WHAT IS NEEDED → Look through the entries. Copy each line that has the word "DisassociateAddr".

[DATA RECORDS — start]

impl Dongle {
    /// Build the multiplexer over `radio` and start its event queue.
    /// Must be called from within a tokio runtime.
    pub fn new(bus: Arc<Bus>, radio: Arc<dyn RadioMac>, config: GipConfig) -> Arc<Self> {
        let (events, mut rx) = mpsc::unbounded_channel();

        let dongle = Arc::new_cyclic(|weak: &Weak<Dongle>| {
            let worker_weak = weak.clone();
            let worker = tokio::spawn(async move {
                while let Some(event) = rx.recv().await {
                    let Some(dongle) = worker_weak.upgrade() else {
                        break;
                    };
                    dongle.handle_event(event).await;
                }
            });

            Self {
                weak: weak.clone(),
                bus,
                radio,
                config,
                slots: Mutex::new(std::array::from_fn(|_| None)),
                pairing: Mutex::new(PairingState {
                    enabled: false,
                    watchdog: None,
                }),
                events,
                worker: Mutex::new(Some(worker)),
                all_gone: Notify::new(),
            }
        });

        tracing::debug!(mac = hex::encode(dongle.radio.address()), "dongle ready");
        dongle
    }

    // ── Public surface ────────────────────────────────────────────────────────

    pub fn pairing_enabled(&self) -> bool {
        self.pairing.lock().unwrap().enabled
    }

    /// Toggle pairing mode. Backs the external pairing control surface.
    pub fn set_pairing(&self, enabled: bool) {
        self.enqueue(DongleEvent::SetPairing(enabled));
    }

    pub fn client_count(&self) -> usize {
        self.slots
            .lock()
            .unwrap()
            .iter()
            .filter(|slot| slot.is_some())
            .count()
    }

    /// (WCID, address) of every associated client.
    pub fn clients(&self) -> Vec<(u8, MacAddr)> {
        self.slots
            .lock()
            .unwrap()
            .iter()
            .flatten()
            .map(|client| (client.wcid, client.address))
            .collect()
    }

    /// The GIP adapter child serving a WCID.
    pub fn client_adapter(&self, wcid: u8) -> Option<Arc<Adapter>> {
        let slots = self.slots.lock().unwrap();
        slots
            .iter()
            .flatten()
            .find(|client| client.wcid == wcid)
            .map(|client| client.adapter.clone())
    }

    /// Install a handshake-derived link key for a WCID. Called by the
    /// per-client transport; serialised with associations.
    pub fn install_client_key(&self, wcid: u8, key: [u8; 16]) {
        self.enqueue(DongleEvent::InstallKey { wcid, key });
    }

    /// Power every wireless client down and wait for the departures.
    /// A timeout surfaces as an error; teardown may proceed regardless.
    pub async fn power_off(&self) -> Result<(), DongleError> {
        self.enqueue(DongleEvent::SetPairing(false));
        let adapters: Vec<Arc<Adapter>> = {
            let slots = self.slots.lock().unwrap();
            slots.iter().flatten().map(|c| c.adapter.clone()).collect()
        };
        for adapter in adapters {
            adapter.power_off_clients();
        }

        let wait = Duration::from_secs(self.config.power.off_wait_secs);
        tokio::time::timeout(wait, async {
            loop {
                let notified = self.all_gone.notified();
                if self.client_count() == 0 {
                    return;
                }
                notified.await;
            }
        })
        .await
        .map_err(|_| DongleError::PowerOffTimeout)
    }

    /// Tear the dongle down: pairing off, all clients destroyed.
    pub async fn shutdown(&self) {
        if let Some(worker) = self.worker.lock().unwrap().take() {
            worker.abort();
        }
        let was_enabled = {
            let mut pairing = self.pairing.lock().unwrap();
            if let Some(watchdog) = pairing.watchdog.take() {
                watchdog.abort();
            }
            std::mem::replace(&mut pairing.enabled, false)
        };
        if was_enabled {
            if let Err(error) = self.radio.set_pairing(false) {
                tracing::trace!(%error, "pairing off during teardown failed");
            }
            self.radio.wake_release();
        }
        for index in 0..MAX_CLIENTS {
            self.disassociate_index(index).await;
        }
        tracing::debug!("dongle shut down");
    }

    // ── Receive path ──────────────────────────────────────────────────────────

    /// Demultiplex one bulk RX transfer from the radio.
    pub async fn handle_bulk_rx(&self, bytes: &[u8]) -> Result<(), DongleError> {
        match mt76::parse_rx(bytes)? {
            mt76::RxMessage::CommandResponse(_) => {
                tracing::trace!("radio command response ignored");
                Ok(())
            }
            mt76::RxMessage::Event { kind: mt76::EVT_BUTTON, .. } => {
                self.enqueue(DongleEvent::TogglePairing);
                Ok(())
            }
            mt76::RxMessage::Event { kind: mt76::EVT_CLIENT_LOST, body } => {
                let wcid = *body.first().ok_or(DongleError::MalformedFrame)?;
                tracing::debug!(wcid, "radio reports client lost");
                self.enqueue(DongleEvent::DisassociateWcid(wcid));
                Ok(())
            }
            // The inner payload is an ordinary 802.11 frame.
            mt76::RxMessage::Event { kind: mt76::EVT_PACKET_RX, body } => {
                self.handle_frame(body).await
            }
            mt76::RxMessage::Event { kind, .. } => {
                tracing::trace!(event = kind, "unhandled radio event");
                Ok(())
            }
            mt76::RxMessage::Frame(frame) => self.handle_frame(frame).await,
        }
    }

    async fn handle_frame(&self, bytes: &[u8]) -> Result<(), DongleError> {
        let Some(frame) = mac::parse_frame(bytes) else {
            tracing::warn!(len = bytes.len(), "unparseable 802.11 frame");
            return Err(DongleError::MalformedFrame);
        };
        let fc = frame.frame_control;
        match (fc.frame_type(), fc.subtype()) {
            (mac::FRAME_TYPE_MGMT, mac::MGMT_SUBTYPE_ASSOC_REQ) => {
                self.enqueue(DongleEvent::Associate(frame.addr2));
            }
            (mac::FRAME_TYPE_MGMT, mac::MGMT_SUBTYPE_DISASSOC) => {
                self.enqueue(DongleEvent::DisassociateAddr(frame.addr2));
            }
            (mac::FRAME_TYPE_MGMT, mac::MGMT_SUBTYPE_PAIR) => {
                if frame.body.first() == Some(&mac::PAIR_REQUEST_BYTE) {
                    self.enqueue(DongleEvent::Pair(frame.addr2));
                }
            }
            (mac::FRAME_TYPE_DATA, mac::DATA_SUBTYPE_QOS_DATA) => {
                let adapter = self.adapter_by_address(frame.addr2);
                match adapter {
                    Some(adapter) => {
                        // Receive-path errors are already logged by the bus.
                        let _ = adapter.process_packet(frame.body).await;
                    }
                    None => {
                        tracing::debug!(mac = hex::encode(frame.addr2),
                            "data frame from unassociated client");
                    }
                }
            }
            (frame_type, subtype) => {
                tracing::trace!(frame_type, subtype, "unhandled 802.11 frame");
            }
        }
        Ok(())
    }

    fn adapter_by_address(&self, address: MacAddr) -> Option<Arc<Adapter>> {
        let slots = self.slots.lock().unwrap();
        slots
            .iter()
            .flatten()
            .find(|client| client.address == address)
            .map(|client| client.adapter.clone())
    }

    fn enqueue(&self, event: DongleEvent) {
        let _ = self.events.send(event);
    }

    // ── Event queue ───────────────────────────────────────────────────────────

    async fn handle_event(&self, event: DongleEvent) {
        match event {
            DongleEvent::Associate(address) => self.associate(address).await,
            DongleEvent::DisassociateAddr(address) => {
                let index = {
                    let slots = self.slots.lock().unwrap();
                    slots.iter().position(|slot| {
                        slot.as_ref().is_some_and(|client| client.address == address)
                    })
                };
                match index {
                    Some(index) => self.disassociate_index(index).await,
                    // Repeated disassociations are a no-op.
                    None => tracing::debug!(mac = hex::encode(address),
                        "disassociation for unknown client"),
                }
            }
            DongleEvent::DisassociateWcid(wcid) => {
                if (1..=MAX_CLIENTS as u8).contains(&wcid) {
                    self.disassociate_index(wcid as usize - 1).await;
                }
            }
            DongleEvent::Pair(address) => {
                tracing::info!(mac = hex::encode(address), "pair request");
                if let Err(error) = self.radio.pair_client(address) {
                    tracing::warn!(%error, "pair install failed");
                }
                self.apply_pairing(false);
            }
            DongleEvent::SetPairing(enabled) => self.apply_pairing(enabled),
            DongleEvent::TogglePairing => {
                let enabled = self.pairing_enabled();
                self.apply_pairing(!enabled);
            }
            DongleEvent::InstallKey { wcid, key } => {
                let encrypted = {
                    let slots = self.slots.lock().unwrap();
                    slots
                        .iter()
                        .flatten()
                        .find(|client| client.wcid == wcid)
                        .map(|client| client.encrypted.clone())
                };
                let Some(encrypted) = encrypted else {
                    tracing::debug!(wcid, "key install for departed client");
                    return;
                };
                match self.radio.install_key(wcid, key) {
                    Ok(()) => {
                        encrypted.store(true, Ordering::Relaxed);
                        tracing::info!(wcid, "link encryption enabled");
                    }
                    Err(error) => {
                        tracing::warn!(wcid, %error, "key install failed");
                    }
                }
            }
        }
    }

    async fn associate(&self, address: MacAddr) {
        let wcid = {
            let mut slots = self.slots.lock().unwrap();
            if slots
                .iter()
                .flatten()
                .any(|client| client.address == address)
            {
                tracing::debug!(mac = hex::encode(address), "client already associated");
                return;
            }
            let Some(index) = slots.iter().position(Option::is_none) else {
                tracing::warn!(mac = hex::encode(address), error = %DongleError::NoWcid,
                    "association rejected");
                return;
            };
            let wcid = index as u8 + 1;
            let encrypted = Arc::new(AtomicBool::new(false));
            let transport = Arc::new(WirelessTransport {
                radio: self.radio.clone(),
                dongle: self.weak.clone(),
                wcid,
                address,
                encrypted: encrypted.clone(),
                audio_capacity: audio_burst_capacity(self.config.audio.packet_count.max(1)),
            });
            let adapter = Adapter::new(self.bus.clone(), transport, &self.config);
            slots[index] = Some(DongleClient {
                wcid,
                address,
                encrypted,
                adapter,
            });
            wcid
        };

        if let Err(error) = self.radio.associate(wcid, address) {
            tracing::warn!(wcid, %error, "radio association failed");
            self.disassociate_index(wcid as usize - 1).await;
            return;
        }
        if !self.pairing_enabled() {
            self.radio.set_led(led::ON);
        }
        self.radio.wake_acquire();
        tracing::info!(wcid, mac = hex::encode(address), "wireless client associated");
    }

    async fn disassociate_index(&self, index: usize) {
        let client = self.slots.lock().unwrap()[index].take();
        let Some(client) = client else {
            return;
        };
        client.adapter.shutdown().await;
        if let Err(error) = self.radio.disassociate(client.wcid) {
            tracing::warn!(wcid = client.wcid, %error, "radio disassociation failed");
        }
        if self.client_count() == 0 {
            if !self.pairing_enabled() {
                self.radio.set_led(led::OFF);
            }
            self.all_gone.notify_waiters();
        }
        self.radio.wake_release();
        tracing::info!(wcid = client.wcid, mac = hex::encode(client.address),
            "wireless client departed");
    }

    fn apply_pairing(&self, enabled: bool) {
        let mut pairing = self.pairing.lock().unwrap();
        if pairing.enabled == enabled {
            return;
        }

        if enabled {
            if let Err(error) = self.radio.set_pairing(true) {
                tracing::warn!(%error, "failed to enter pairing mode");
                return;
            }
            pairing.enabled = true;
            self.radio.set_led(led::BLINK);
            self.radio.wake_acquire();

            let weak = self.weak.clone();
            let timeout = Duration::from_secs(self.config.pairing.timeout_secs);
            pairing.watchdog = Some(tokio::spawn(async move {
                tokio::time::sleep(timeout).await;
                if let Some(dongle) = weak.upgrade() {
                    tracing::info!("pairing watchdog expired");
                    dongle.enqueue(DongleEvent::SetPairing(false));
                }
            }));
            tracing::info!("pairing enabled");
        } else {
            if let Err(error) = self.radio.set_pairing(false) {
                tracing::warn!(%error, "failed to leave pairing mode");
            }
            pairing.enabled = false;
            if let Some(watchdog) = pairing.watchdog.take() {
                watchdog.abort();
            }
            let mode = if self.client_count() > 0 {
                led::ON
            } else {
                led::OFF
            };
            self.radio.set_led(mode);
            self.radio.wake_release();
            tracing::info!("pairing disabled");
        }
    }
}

[DATA RECORDS — finish]

EXERCISE SOLUTION →
                self.enqueue(DongleEvent::DisassociateAddr(frame.addr2));
            DongleEvent::DisassociateAddr(address) => {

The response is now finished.